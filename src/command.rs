use std::{
    net::{SocketAddr, ToSocketAddrs, UdpSocket},
    sync::{Arc, Condvar, Mutex},
    time::Duration,
};

use crate::{
    config::Endpoint,
    error::{Result, TelloError},
    utils,
    worker::CyclicWorker,
};

/// Outcome of a blocking command. A missing reply is routine data, not an error.
#[derive(Debug, Clone, PartialEq, Eq)]
pub enum Reply {
    Text(String),
    NoReply,
}

impl Reply {
    pub fn text(&self) -> Option<&str> {
        match self {
            Reply::Text(t) => Some(t),
            Reply::NoReply => None,
        }
    }

    pub fn is_reply(&self) -> bool {
        matches!(self, Reply::Text(_))
    }
}

/// Anything that can put a text command on the wire.
pub trait CommandSender: Send + Sync {
    /// Sends `cmd` and waits up to `timeout` for the vehicle to answer.
    fn send_and_wait(&self, cmd: &str, timeout: Duration) -> Reply;
    /// Fire and forget, failures are only logged.
    fn send(&self, cmd: &str);
}

/// Request/acknowledge channel to the vehicle.
///
/// Replies are matched to requests only by timing: the reply slot holds the
/// last datagram received after the last blocking send. Two overlapping
/// `send_and_wait` callers may get each other's reply, so blocking sends
/// should stay on one thread (the scheduler).
#[derive(Debug)]
pub struct CommandLink {
    remote: SocketAddr,
    sock: Arc<UdpSocket>,
    reply: Arc<ReplySlot>,
    receiver: CyclicWorker,
}

#[derive(Debug, Default)]
struct ReplySlot {
    text: Mutex<Option<String>>,
    arrived: Condvar,
}

impl ReplySlot {
    fn clear(&self) {
        *self.text.lock().unwrap_or_else(|p| p.into_inner()) = None;
    }

    fn store(&self, text: String) {
        *self.text.lock().unwrap_or_else(|p| p.into_inner()) = Some(text);
        self.arrived.notify_all();
    }

    fn wait(&self, timeout: Duration) -> Option<String> {
        let g = self.text.lock().unwrap_or_else(|p| p.into_inner());
        let (mut g, _) = self
            .arrived
            .wait_timeout_while(g, timeout, |t| t.is_none())
            .unwrap_or_else(|p| p.into_inner());
        g.take()
    }
}

impl CommandLink {
    pub fn bind(local: &Endpoint, remote: &Endpoint, read_timeout: Duration) -> Result<Self> {
        let sock = utils::udp_sock(local, read_timeout)?;
        let remote = remote.addr().to_socket_addrs()?.next().ok_or_else(|| {
            TelloError::Transport(std::io::Error::new(
                std::io::ErrorKind::AddrNotAvailable,
                format!("can't resolve {remote}"),
            ))
        })?;
        Ok(Self {
            remote,
            sock: Arc::new(sock),
            reply: Arc::new(ReplySlot::default()),
            receiver: CyclicWorker::new("tello-cmd-recv"),
        })
    }

    pub fn local_addr(&self) -> Result<SocketAddr> {
        Ok(self.sock.local_addr()?)
    }

    /// Starts the receive loop. Safe to call repeatedly.
    pub fn start(&self) -> Result<()> {
        let sock = self.sock.clone();
        let reply = self.reply.clone();
        let mut buff = [0u8; 2048];
        self.receiver.start(move || {
            let method_name = "cmd_recv";
            let nread = match sock.recv(&mut buff) {
                Ok(n) => n,
                Err(e) => {
                    let e = TelloError::from(e);
                    return if e.is_timeout() { Ok(()) } else { Err(e) };
                }
            };
            let text = utils::datagram_text(&buff[..nread])
                .ok_or_else(|| TelloError::Decode("non utf-8 command reply".to_owned()))?;
            tracing::debug!(method_name, nread, "reply: {}", text.trim_end());
            reply.store(text);
            Ok(())
        })
    }

    pub fn stop(&self) {
        self.receiver.stop();
    }

    pub fn join(&self) {
        self.receiver.join();
    }

    fn transmit(&self, cmd: &str) -> Result<()> {
        self.sock.send_to(cmd.as_bytes(), self.remote)?;
        Ok(())
    }
}

impl CommandSender for CommandLink {
    fn send_and_wait(&self, cmd: &str, timeout: Duration) -> Reply {
        let method_name = "send_and_wait";
        self.reply.clear();
        if let Err(e) = self.transmit(cmd) {
            tracing::warn!(method_name, cmd, "unable to send command: {e}");
            return Reply::NoReply;
        }
        match self.reply.wait(timeout) {
            Some(text) => Reply::Text(text),
            None => {
                tracing::debug!(method_name, cmd, "no reply within {:?}", timeout);
                Reply::NoReply
            }
        }
    }

    fn send(&self, cmd: &str) {
        let method_name = "send";
        tracing::debug!(method_name, cmd, "send");
        if let Err(e) = self.transmit(cmd) {
            tracing::warn!(method_name, cmd, "unable to send command: {e}");
        }
    }
}

impl Drop for CommandLink {
    fn drop(&mut self) {
        self.receiver.stop();
    }
}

**What the task asks**
Across the entries above, how many lines contain "Mutex"? Provide only the count.

**Your response**
2